Gatorade was considered advanced. The national team wasn’t thinking about nutrition. And when Powerbar showed up, it looked like kibble and tasted like chalk.
Bobby ate them anyway. Every race. Every stage.
While his teammates ate baguettes, butter, and pastries, Bobby stuck to his routine. His French teammates thought he was strange.
Before It Was Obvious
After one Tour de France stage, Bobby grabbed an energy gel. A teammate looked at him and asked, “Why are you taking that after the race?”
He didn’t have a scientific explanation. It just made sense to him to start recovering immediately.
So he kept doing it.
Post-stage, he’d eat boiled potatoes with salt and olive oil. He’d bring an extra suitcase of nutrition to Europe, because the team’s recovery plan was a baguette.
Years later, at an event in Scottsdale, fellow pro Frankie Andreu brought it up without prompting—Bobby’s pre-race Powerbar habit.
“Now that we know what we know,” Bobby said, “I was on the right track.”
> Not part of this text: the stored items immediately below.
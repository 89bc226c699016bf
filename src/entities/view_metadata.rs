//! View metadata - per-user annotations kept alongside the cached record

use chrono::{DateTime, Utc};
use serde::{Deserialize, Serialize};

use crate::entities::user::User;

/// Cache-side annotation of one user: view count, notes, tags, favorite flag
/// and a copy of the record as last seen.
#[derive(Debug, Clone, PartialEq, Serialize, Deserialize)]
#[serde(rename_all = "camelCase")]
pub struct ViewMetadata {
    /// Entry id, always `details_<userId>`
    pub id: String,

    pub user_id: String,

    pub last_viewed: DateTime<Utc>,

    pub view_count: u32,

    #[serde(default)]
    pub notes: String,

    #[serde(default)]
    pub tags: Vec<String>,

    #[serde(default)]
    pub is_favorite: bool,

    /// The record as it was when last stored
    pub user: User,
}

impl ViewMetadata {
    /// First-view metadata for a user
    pub fn new(user: User, viewed_at: DateTime<Utc>) -> Self {
        Self {
            id: Self::entry_id(&user.id),
            user_id: user.id.clone(),
            last_viewed: viewed_at,
            view_count: 1,
            notes: String::new(),
            tags: Vec::new(),
            is_favorite: false,
            user,
        }
    }

    pub fn entry_id(user_id: &str) -> String {
        format!("details_{}", user_id)
    }
}

#[cfg(test)]
mod tests {
    use super::*;
    use crate::entities::user::UserStatus;
    use chrono::{NaiveDate, TimeZone};

    #[test]
    fn test_new_metadata_starts_at_one_view() {
        let user = User::new(
            "user_1",
            "Lendsqr",
            "john_doe",
            "john@example.com",
            "+2348012345678",
            NaiveDate::from_ymd_opt(2023, 1, 15).unwrap(),
            UserStatus::Active,
        );
        let at = Utc.with_ymd_and_hms(2024, 3, 1, 9, 0, 0).unwrap();

        let meta = ViewMetadata::new(user, at);
        assert_eq!(meta.id, "details_user_1");
        assert_eq!(meta.user_id, "user_1");
        assert_eq!(meta.view_count, 1);
        assert!(!meta.is_favorite);
        assert!(meta.notes.is_empty());
    }

    #[test]
    fn test_metadata_blob_layout() {
        let user = User::new(
            "user_1",
            "Lendsqr",
            "john_doe",
            "john@example.com",
            "+2348012345678",
            NaiveDate::from_ymd_opt(2023, 1, 15).unwrap(),
            UserStatus::Active,
        );
        let at = Utc.with_ymd_and_hms(2023, 1, 15, 10, 0, 0).unwrap();
        let meta = ViewMetadata::new(user, at);

        let json = serde_json::to_string(&meta).unwrap();
        assert!(json.contains("\"userId\":\"user_1\""));
        assert!(json.contains("\"lastViewed\":\"2023-01-15T10:00:00Z\""));
        assert!(json.contains("\"isFavorite\":false"));
        assert!(json.contains("\"viewCount\":1"));
    }
}
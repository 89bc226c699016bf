//! Simulated backend latency
//!
//! The query engine stands in for a remote API. Each operation calls the
//! configured [`Latency`] hook first; the default hook does nothing so tests
//! and scripts stay fast, and [`SimulatedLatency`] restores the delays the
//! dashboard was designed around.

use std::time::Duration;

/// Query engine operations that may be delayed
#[derive(Debug, Clone, Copy, PartialEq, Eq)]
pub enum Operation {
    List,
    Lookup,
    Stats,
    UpdateStatus,
}

impl Operation {
    /// Delay a real backend round trip was modelled at
    pub fn default_delay(&self) -> Duration {
        match self {
            Operation::List => Duration::from_millis(300),
            Operation::Lookup => Duration::from_millis(200),
            Operation::Stats => Duration::from_millis(150),
            Operation::UpdateStatus => Duration::from_millis(200),
        }
    }
}

/// Hook called before each query engine operation
pub trait Latency {
    fn pause(&self, op: Operation);
}

/// No delay
#[derive(Debug, Default, Clone, Copy)]
pub struct NoLatency;

impl Latency for NoLatency {
    fn pause(&self, _op: Operation) {}
}

/// Sleeps for each operation's default delay, multiplied by `scale`
#[derive(Debug, Clone, Copy)]
pub struct SimulatedLatency {
    pub scale: f64,
}

impl SimulatedLatency {
    pub fn new(scale: f64) -> Self {
        Self { scale }
    }

    pub fn delay_for(&self, op: Operation) -> Duration {
        if !self.scale.is_finite() || self.scale <= 0.0 {
            return Duration::ZERO;
        }
        op.default_delay().mul_f64(self.scale)
    }
}

impl Default for SimulatedLatency {
    fn default() -> Self {
        Self { scale: 1.0 }
    }
}

impl Latency for SimulatedLatency {
    fn pause(&self, op: Operation) {
        let delay = self.delay_for(op);
        if !delay.is_zero() {
            std::thread::sleep(delay);
        }
    }
}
Frankie didn’t hesitate: “Yeah. You definitely were.”
From 90 Grams to 120+
There was a time when 90 grams of carbs per hour was the limit. Any more, and you’d pay for it.
Now, 90 is the floor. 120+ grams per hour is normal.
Multiple carb sources changed everything. Absorption improved. Performance followed.
Bobby spent years working with continuous glucose monitors, testing product after product. The biggest takeaway: metabolism is individual. What works for one athlete doesn’t always work for another.
When he joined Team Sky as a coach, there was one nutritionist, and no one really listened.
Now, WorldTour teams have entire nutrition departments. And they’re some of the most important people on the team.
What Didn’t Change
The fundamentals held.
Fuel before you start.
Stay consistent during.
And recover immediately after.
That recovery window Bobby followed in the 90s—the one he couldn’t fully explain—is the same one teams are engineering around today.
His advice is simple: get the key moments right. Pre-race timing. In-race consistency. The first 60-90 minutes after you finish.
“Overanalysis equals paralysis,” he says.
The basics still work.
What Bobby Uses Today
For long efforts, Maurten is his anchor, especially the 320 Drink Mix. He calls it rocket fuel.
He rotates depending on the day: First Endurance EFS, Enervit Isocarb, Skratch High Carb.
For gels, it’s a mix: SiS Go when he wants something lighter, Amacx or Enervit for higher-carb efforts, doubling up when the work demands it.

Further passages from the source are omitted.